Sorry Taylor, but please think and investigate with more fervor before passing along the propaganda as fact -- you're better than Murtha and imitating "Baghdad Bob" doesn't become you either! :-)
 
P.S. Sorry, my 12:57 was directed at anon's 10:07, not Davod's 7:49
 
So there was a poll that was not worth the paper it was printed on. So the thin air analogy holds up quite well. Was that the same group that gave us those wonderful Lancet studies?
 
Anon 3:05 asks, Was that the same group that gave us those wonderful Lancet studies?

I have no idea, my point was merely that the poll is so obviously skewed (and so old at that -- not that the age of a propaganda piece matters, other than the older it gets the more likely people are to be taken in by it) that Taylor was remiss in building his argument around such a thing.

Once the viability of the underlying premise is stripped away, the basis for the entire post is moot -- he should have known that (researched that) before forwarding the false premise as a basis for his analysis.
 
This is probably to late to have anyone read it. Nevertheless.

It is still likely that 80 percent of Iraqis considered the coalition as occupiers for the simple reason that we said we were.

That does not mean that they would all rise up in opposition. Or indeed that there would be massive civil disobediance.

The enormous turnout for the three elections shows that Iraqis wanted to participate in what the Coalition was trying to do.

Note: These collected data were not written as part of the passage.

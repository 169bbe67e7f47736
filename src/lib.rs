//! Library crate for usrdir-manager.
//!
//! This crate exposes the building blocks of the TUI:
//! - Application state and update loop (`app`)
//! - Persisted cache slot (`cache`)
//! - Error types (`error`)
//! - Remote user resource client (`remote`)
//! - In-memory search helpers (`search`)
//! - The user store reconciling cache, remote, and memory (`store`)
//! - UI rendering and widgets (`ui`)
//! - Record types and validation (`user`, `validate`)
//!
//! It is used by the `usrdir-manager` binary and by tests.
#![doc = include_str!("../README.md")]
#![deny(rustdoc::broken_intra_doc_links)]

pub mod app;
pub mod cache;
pub mod error;
pub mod remote;
pub mod search;
pub mod store;
pub mod ui;
pub mod user;
pub mod validate;

// Re-export commonly used items at the crate root for convenience
pub use cache::CacheSlot;
pub use error::{CacheError, RemoteError, StoreError, ValidationError};
pub use remote::{HttpDirectory, RemoteDirectory};
pub use store::UserStore;
pub use user::{User, UserDraft};
pub use validate::validate;
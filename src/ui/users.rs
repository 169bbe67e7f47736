use ratatui::Frame;
use ratatui::layout::{Constraint, Rect};
use ratatui::style::{Color, Modifier, Style};
use ratatui::widgets::{Block, Borders, Cell, Clear, Paragraph, Row, Table};

use crate::app::{AppState, FormField, ModalState};

pub fn render_users_table(f: &mut Frame, area: Rect, app: &mut AppState) {
    let body_height = area.height.saturating_sub(3) as usize;
    if body_height > 0 {
        app.rows_per_page = body_height;
    }

    let start = (app.selected_index / app.rows_per_page) * app.rows_per_page;
    let end = (start + app.rows_per_page).min(app.users.len());
    let slice = &app.users[start..end];

    let rows = slice.iter().enumerate().map(|(i, u)| {
        let absolute_index = start + i;
        let style = if absolute_index == app.selected_index {
            Style::default().fg(Color::Yellow).add_modifier(Modifier::BOLD)
        } else {
            Style::default()
        };
        Row::new(vec![
            Cell::from(u.id.to_string()),
            Cell::from(u.name.clone()),
            Cell::from(u.email.clone()),
            Cell::from(u.username.clone()),
            Cell::from(u.phone.clone()),
        ])
        .style(style)
    });

    let widths = [
        Constraint::Length(6),
        Constraint::Percentage(25),
        Constraint::Percentage(35),
        Constraint::Percentage(20),
        Constraint::Percentage(20),
    ];

    let header = Row::new(vec!["ID", "NAME", "EMAIL", "USERNAME", "PHONE"]).style(
        Style::default()
            .fg(app.theme.title)
            .add_modifier(Modifier::BOLD),
    );

    let table = Table::new(rows, widths)
        .header(header)
        .block(
            Block::default()
                .title("Users")
                .borders(Borders::ALL)
                .border_style(Style::default().fg(app.theme.border)),
        )
        .row_highlight_style(
            Style::default()
                .fg(app.theme.highlight_fg)
                .bg(app.theme.highlight_bg)
                .add_modifier(Modifier::REVERSED),
        )
        .column_spacing(1);

    f.render_widget(table, area);
}

pub fn render_user_details(f: &mut Frame, area: Rect, app: &AppState) {
    let user = app.selected_user();
    let (id, name, email, username, phone) = match user {
        Some(u) => (
            u.id.to_string(),
            u.name.clone(),
            u.email.clone(),
            u.username.clone(),
            u.phone.clone(),
        ),
        None => Default::default(),
    };

    let text =
        format!("ID: {id}\nName: {name}\nEmail: {email}\nUsername: {username}\nPhone: {phone}");
    let p = Paragraph::new(text)
        .style(Style::default().fg(app.theme.text))
        .block(
            Block::default()
                .title("Details")
                .borders(Borders::ALL)
                .border_style(Style::default().fg(app.theme.border)),
        );
    f.render_widget(p, area);
}

pub fn render_user_modal(f: &mut Frame, area: Rect, app: &mut AppState, state: &ModalState) {
    match state.clone() {
        ModalState::UserForm {
            editing,
            field,
            name,
            email,
            username,
            phone,
        } => {
            let rect = crate::ui::components::centered_rect(60, 10, area);
            let title = if editing.is_some() { "Edit User" } else { "Add User" };
            let values = [
                (FormField::Name, name),
                (FormField::Email, email),
                (FormField::Username, username),
                (FormField::Phone, phone),
            ];
            let mut text = String::new();
            for (form_field, value) in values {
                let marker = if form_field == field { "▶" } else { " " };
                text.push_str(&format!("{} {:<9} {}\n", marker, form_field.label(), value));
            }
            text.push_str("\nEnter: save  Tab: next field  Esc: cancel");
            let p = Paragraph::new(text).block(
                Block::default()
                    .title(title)
                    .borders(Borders::ALL)
                    .border_style(Style::default().fg(app.theme.border)),
            );
            f.render_widget(Clear, rect);
            f.render_widget(p, rect);
        }
        ModalState::DeleteConfirm { selected } => {
            let rect = crate::ui::components::centered_rect(50, 7, area);
            let (name, id) = match app.selected_user() {
                Some(u) => (u.name.clone(), u.id),
                None => (String::new(), 0),
            };
            let yes = if selected == 0 { "[Yes]" } else { " Yes " };
            let no = if selected == 1 { "[No]" } else { " No  " };
            let body =
                format!("Are you sure you want to delete '{name}' (id {id})?\n\n  {yes}    {no}");
            let p = Paragraph::new(body).block(
                Block::default()
                    .title("Confirm delete")
                    .borders(Borders::ALL)
                    .border_style(Style::default().fg(app.theme.border)),
            );
            f.render_widget(Clear, rect);
            f.render_widget(p, rect);
        }
    }
}
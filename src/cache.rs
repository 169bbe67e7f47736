//! Persisted cache slot: one JSON file holding the last-known user collection.
//!
//! Read once at startup, overwritten wholesale after every successful mutation.
//! There is no expiry and no partial write.

use crate::error::CacheError;
use crate::user::User;
use std::fs;
use std::path::{Path, PathBuf};

/// The `users` cache slot on disk.
#[derive(Clone, Debug)]
pub struct CacheSlot {
    path: PathBuf,
}

impl CacheSlot {
    pub fn new(path: impl Into<PathBuf>) -> Self {
        Self { path: path.into() }
    }

    pub fn path(&self) -> &Path {
        &self.path
    }

    /// Read the slot. A missing file is an empty slot, not an error.
    pub fn load(&self) -> Result<Option<Vec<User>>, CacheError> {
        if !self.path.exists() {
            return Ok(None);
        }
        let contents = fs::read_to_string(&self.path)?;
        let users = serde_json::from_str(&contents)?;
        Ok(Some(users))
    }

    /// Overwrite the slot with the full serialized collection.
    pub fn store(&self, users: &[User]) -> Result<(), CacheError> {
        let body = serde_json::to_string_pretty(users)?;
        fs::write(&self.path, body)?;
        Ok(())
    }
}

#[cfg(test)]
mod tests {
    use super::*;
    use std::time::{SystemTime, UNIX_EPOCH};

    fn tmp_path(tag: &str) -> PathBuf {
        let mut p = std::env::temp_dir();
        let n = SystemTime::now().duration_since(UNIX_EPOCH).unwrap().as_nanos();
        p.push(format!("udm_cache_{tag}_{}_{}.json", std::process::id(), n));
        p
    }

    fn user(id: u64, email: &str) -> User {
        User {
            id,
            name: format!("User {id}"),
            email: email.to_string(),
            username: format!("user{id}"),
            phone: "555-0100".to_string(),
        }
    }

    #[test]
    fn missing_file_is_empty_slot() {
        let slot = CacheSlot::new(tmp_path("missing"));
        assert!(slot.load().unwrap().is_none());
    }

    #[test]
    fn store_then_load_reproduces_collection() {
        let path = tmp_path("roundtrip");
        let slot = CacheSlot::new(&path);
        let users = vec![user(1, "a@x.com"), user(5, "b@x.com"), user(2, "c@x.com")];
        slot.store(&users).unwrap();

        let loaded = slot.load().unwrap().unwrap();
        fs::remove_file(&path).ok();

        // Identical ids, field values, and order
        assert_eq!(loaded, users);
    }

    #[test]
    fn corrupt_contents_is_an_error() {
        let path = tmp_path("corrupt");
        fs::write(&path, "not json at all").unwrap();
        let slot = CacheSlot::new(&path);
        let res = slot.load();
        fs::remove_file(&path).ok();
        assert!(matches!(res, Err(CacheError::Serde(_))));
    }
}
//! The user store: keeps the in-memory collection, the cache slot, and the
//! remote source of truth consistent across CRUD operations.
//!
//! Every mutation is a transaction from the caller's point of view: validate,
//! mutate in memory, persist the full collection to the cache slot, report.
//! When the persist step fails the in-memory edit is rolled back, so callers
//! never observe a partial mutation. Mutating methods take `&mut self`; one
//! writer at a time is enforced by ownership, not by a lock.

use crate::cache::CacheSlot;
use crate::error::StoreError;
use crate::remote::RemoteDirectory;
use crate::user::{User, UserDraft};
use crate::validate::validate;
use tracing::{debug, warn};

pub struct UserStore<R> {
    remote: R,
    cache: CacheSlot,
    users: Vec<User>,
}

impl<R: RemoteDirectory> UserStore<R> {
    /// Create a store with an empty collection; call [`Self::load`] to populate it.
    pub fn new(remote: R, cache: CacheSlot) -> Self {
        Self {
            remote,
            cache,
            users: Vec::new(),
        }
    }

    /// The current collection, in insertion (= display) order.
    pub fn users(&self) -> &[User] {
        &self.users
    }

    pub fn remote(&self) -> &R {
        &self.remote
    }

    /// Populate the collection: cache slot first, remote list as fallback.
    ///
    /// A readable non-empty cache wins and the remote is never contacted. An
    /// unreadable or empty cache falls through to `GET /users`; on success the
    /// fetched collection is adopted and written through to the cache. On
    /// remote failure the collection stays empty and `StoreError::Load` is
    /// returned — an empty collection plus that error means "nothing loaded",
    /// not "zero users confirmed".
    pub async fn load(&mut self) -> Result<(), StoreError> {
        match self.cache.load() {
            Ok(Some(users)) if !users.is_empty() => {
                debug!(count = users.len(), "loaded users from cache slot");
                self.users = users;
                return Ok(());
            }
            Ok(_) => {}
            Err(e) => {
                warn!(error = %e, path = %self.cache.path().display(), "cache slot unreadable, falling back to remote");
            }
        }

        let users = self.remote.list_users().await.map_err(StoreError::Load)?;
        if let Err(e) = self.cache.store(&users) {
            // The collection is already adopted; the slot is rewritten on the
            // next mutation.
            warn!(error = %e, "failed to seed cache slot after remote load");
        }
        debug!(count = users.len(), "loaded users from remote");
        self.users = users;
        Ok(())
    }

    /// Add a new user with a locally assigned id (`max(id) + 1`, or 1 when the
    /// collection is empty) and persist the collection.
    pub fn create_user(&mut self, draft: UserDraft) -> Result<&User, StoreError> {
        validate(&draft)?;
        if self.is_email_duplicate(&draft.email) {
            return Err(StoreError::DuplicateEmail(draft.email));
        }

        let id = self.users.iter().map(|u| u.id).max().unwrap_or(0) + 1;
        self.users.push(draft.into_user(id));
        if let Err(e) = self.cache.store(&self.users) {
            self.users.pop();
            return Err(StoreError::Create(e));
        }
        debug!(id, "created user");
        let last = self.users.len() - 1;
        Ok(&self.users[last])
    }

    /// Replace the record matching `user.id` and persist the collection.
    ///
    /// Full-replace merge policy: the incoming record entirely supersedes the
    /// stored one. Rejects an email already held by a different record, keeping
    /// the collection's email-uniqueness invariant.
    pub fn update_user(&mut self, user: User) -> Result<(), StoreError> {
        validate(&user.to_draft())?;
        let Some(pos) = self.users.iter().position(|u| u.id == user.id) else {
            return Err(StoreError::NotFound(user.id));
        };
        if self
            .users
            .iter()
            .any(|u| u.id != user.id && u.email == user.email)
        {
            return Err(StoreError::DuplicateEmail(user.email));
        }

        let previous = std::mem::replace(&mut self.users[pos], user);
        if let Err(e) = self.cache.store(&self.users) {
            self.users[pos] = previous;
            return Err(StoreError::Update(e));
        }
        debug!(id = self.users[pos].id, "updated user");
        Ok(())
    }

    /// Remove the record matching `id` and persist the collection.
    ///
    /// Destructive-action confirmation belongs to the presentation layer; this
    /// operation is callable directly.
    pub fn delete_user(&mut self, id: u64) -> Result<User, StoreError> {
        let Some(pos) = self.users.iter().position(|u| u.id == id) else {
            return Err(StoreError::NotFound(id));
        };

        let removed = self.users.remove(pos);
        match self.cache.store(&self.users) {
            Ok(()) => {
                debug!(id, "deleted user");
                Ok(removed)
            }
            Err(e) => {
                self.users.insert(pos, removed);
                Err(StoreError::Delete(e))
            }
        }
    }

    /// True iff some record's email equals `email` exactly (case-sensitive).
    /// O(n) scan; the collection is expected to stay small.
    pub fn is_email_duplicate(&self, email: &str) -> bool {
        self.users.iter().any(|u| u.email == email)
    }
}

Howover, a larger percentage of the population probably joined the rat bhags than would have if we had not been pushed into declaring we were occupiers.

I think the move to declare an occupation was forced by our own rat bags within government, and their external supporters, hoping to push the situation over the edge.

It is a pity that Bush embraced the word instead of sticking with liberation and including wording showing that the Coalition was there to support until the Iraqis could operate by themselves.